Comparing partial rankings to the adequate part of the original ranking

The final step is to compare the results of the partial rankings to the corresponding part of the original rankings. The results of the Spearman’s rank correlation shows a strong positive relationship between the two ranking.

cor(B$Rank,U21_rank[rownames(B),],method="spearman")
## [1] 0.9295836
cor.test(B$Rank,U21_rank[rownames(B),],method="spearman")
## 
##  Spearman's rank correlation rho
## 
## data:  B$Rank and U21_rank[rownames(B), ]
## S = 643.54, p-value < 2.2e-16
## alternative hypothesis: true rho is not equal to 0
## sample estimates:
##       rho 
## 0.9295836

Applying BicARE on normalized data

With the BicARE method the middle league(s) can be specified. In order to use the BicARE method, the first step is to convert the BicARE object to a Biclust object.

bicare2biclust <- function(x){
    if(class(x)=="Biclust"){ 
        return(x)
    } else if(class(x)=="biclustering"){
        Parameters <- list(numberofbicluster=x$param[1,2],residuthreshold=x$param[2,2],genesinitialprobability=x$param[3,2],samplesinitialprobability=x$param[4,2],numberofiterations=x$param[5,2],date=x$param[6,2])
        RowxNumber <- t(x$bicRow==1)
        NumberxCol <- x$bicCol==1
        Number <- as.numeric(dim(RowxNumber)[2])
        info <- list()
        return(new("Biclust",Parameters=Parameters,RowxNumber=RowxNumber,NumberxCol=NumberxCol,Number=Number,info=info))
    }
}

In the next step the BicARE algorithm determines the number of the bi-clusters.
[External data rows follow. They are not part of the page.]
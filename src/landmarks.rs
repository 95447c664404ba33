// src/landmarks.rs
use serde::{Deserialize, Serialize};

/// A 2D landmark coordinate (normalized or pixel space).
#[derive(Debug, Clone, Copy, Default, PartialEq, Serialize, Deserialize)]
pub struct Point {
    pub x: f32,
    pub y: f32,
}

impl Point {
    pub const ORIGIN: Point = Point { x: 0.0, y: 0.0 };

    pub fn new(x: f32, y: f32) -> Self {
        Point { x, y }
    }
}

impl From<(f32, f32)> for Point {
    fn from((x, y): (f32, f32)) -> Self {
        Point { x, y }
    }
}

// MediaPipe Pose indices (33 landmarks)
pub const NOSE: usize = 0;
pub const LEFT_EAR: usize = 7;
pub const RIGHT_EAR: usize = 8;
pub const LEFT_SHOULDER: usize = 11;
pub const RIGHT_SHOULDER: usize = 12;
pub const LEFT_ELBOW: usize = 13;
pub const RIGHT_ELBOW: usize = 14;
pub const LEFT_WRIST: usize = 15;
pub const RIGHT_WRIST: usize = 16;
pub const LEFT_HIP: usize = 23;
pub const RIGHT_HIP: usize = 24;
pub const LEFT_KNEE: usize = 25;
pub const RIGHT_KNEE: usize = 26;
pub const LEFT_ANKLE: usize = 27;
pub const RIGHT_ANKLE: usize = 28;
pub const LEFT_FOOT: usize = 31;
pub const RIGHT_FOOT: usize = 32;

/// Anatomical roles of the reduced 8-point side subset, in slot order.
#[derive(Debug, Clone, Copy, PartialEq, Eq, Hash)]
pub enum BodyPart {
    Ear,
    Shoulder,
    Elbow,
    Wrist,
    Hip,
    Knee,
    Ankle,
    Foot,
}

impl BodyPart {
    pub const ALL: [BodyPart; 8] = [
        BodyPart::Ear,
        BodyPart::Shoulder,
        BodyPart::Elbow,
        BodyPart::Wrist,
        BodyPart::Hip,
        BodyPart::Knee,
        BodyPart::Ankle,
        BodyPart::Foot,
    ];

    /// Slot of this role inside a reduced 8-point list.
    pub fn slot(self) -> usize {
        self as usize
    }

    /// Maps a full-pose index onto a reduced-list slot.
    ///
    /// Both body sides share a slot. The nose and any index outside the
    /// table fall back to slot 0.
    pub fn slot_for_pose_index(index: usize) -> usize {
        match index {
            LEFT_EAR | RIGHT_EAR => 0,
            LEFT_SHOULDER | RIGHT_SHOULDER => 1,
            LEFT_ELBOW | RIGHT_ELBOW => 2,
            LEFT_WRIST | RIGHT_WRIST => 3,
            LEFT_HIP | RIGHT_HIP => 4,
            LEFT_KNEE | RIGHT_KNEE => 5,
            LEFT_ANKLE | RIGHT_ANKLE => 6,
            LEFT_FOOT | RIGHT_FOOT => 7,
            _ => 0,
        }
    }

    /// Full-pose index of this role on the given side.
    pub fn pose_index(self, side: Side) -> usize {
        let (left, right) = match self {
            BodyPart::Ear => (LEFT_EAR, RIGHT_EAR),
            BodyPart::Shoulder => (LEFT_SHOULDER, RIGHT_SHOULDER),
            BodyPart::Elbow => (LEFT_ELBOW, RIGHT_ELBOW),
            BodyPart::Wrist => (LEFT_WRIST, RIGHT_WRIST),
            BodyPart::Hip => (LEFT_HIP, RIGHT_HIP),
            BodyPart::Knee => (LEFT_KNEE, RIGHT_KNEE),
            BodyPart::Ankle => (LEFT_ANKLE, RIGHT_ANKLE),
            BodyPart::Foot => (LEFT_FOOT, RIGHT_FOOT),
        };
        match side {
            Side::Left => left,
            Side::Right => right,
        }
    }
}

#[derive(Debug, Clone, Copy, PartialEq, Eq, Serialize, Deserialize)]
#[serde(rename_all = "lowercase")]
pub enum Side {
    Left,
    Right,
}

/// Pixel geometry of the frame a normalized detection was made on.
#[derive(Debug, Clone, Copy, PartialEq)]
pub struct FrameGeometry {
    pub width: f32,
    pub height: f32,
    pub scale: f32,
}

impl FrameGeometry {
    pub fn new(width: f32, height: f32) -> Self {
        FrameGeometry { width, height, scale: 1.0 }
    }

    pub fn with_scale(mut self, scale: f32) -> Self {
        self.scale = scale;
        self
    }

    fn to_pixels(&self, p: Point) -> Point {
        Point::new(p.x * self.width * self.scale, p.y * self.height * self.scale)
    }
}

/// The eight landmarks of one body side.
#[derive(Debug, Clone, Copy, Default, PartialEq)]
pub struct SideLandmarks {
    pub ear: Point,
    pub shoulder: Point,
    pub elbow: Point,
    pub wrist: Point,
    pub hip: Point,
    pub knee: Point,
    pub ankle: Point,
    pub foot: Point,
}

impl SideLandmarks {
    /// Reads a reduced 8-point list; absent slots become the origin.
    pub fn from_slice(points: &[Point]) -> Self {
        let at = |part: BodyPart| points.get(part.slot()).copied().unwrap_or(Point::ORIGIN);
        SideLandmarks {
            ear: at(BodyPart::Ear),
            shoulder: at(BodyPart::Shoulder),
            elbow: at(BodyPart::Elbow),
            wrist: at(BodyPart::Wrist),
            hip: at(BodyPart::Hip),
            knee: at(BodyPart::Knee),
            ankle: at(BodyPart::Ankle),
            foot: at(BodyPart::Foot),
        }
    }

    /// Extracts one side of a full normalized 33-point detection, in pixels.
    pub fn from_pose(pose: &[Point], side: Side, frame: FrameGeometry) -> Self {
        let points: Vec<Point> = BodyPart::ALL
            .iter()
            .map(|part| pose_point(pose, part.pose_index(side), frame))
            .collect();
        Self::from_slice(&points)
    }

    /// Reduced-list form, in slot order.
    pub fn to_vec(&self) -> Vec<Point> {
        vec![
            self.ear,
            self.shoulder,
            self.elbow,
            self.wrist,
            self.hip,
            self.knee,
            self.ankle,
            self.foot,
        ]
    }

    /// Vertical shoulder-to-foot extent; the larger side faces the camera.
    pub fn vertical_extent(&self) -> f32 {
        (self.foot.y - self.shoulder.y).abs()
    }
}

/// Nose of a full normalized detection, in pixels.
pub fn nose_from_pose(pose: &[Point], frame: FrameGeometry) -> Point {
    pose_point(pose, NOSE, frame)
}

fn pose_point(pose: &[Point], index: usize, frame: FrameGeometry) -> Point {
    pose.get(index)
        .map(|p| frame.to_pixels(*p))
        .unwrap_or(Point::ORIGIN)
}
BICARE_res <- FLOC(Data=as.matrix(ALL),k=2,pGene=1,pSample=1,r=1e-16,N=17,M=6,t=10000,blocGene=NULL,blocSample=NULL)
bres <- bicare2biclust(BICARE_res)
summary(bres)
## 
## An object of class Biclust 
## 
## call:
##  NULL
## 
## Number of Clusters found:  2 
## 
## Cluster sizes:
##                    BC 1 BC 2
## Number of Rows:      17   17
## Number of Columns:    6    6
bres@Parameters$residuthreshold
## [1] "1e-16"

The results above show that the BiCARE algorithm found 2 bi-clusters. In both bi-clusters there are 17 rows (countries) and 6 columns (indicators) which means that the first and the second bi-cluster are same. Because of this, in the following, only the first bi-cluster will be considered. This bi-cluster contains the middle league countries and indicators.

Calculating middle league bi-cluster

The next step is to identify the middle league bi-cluster.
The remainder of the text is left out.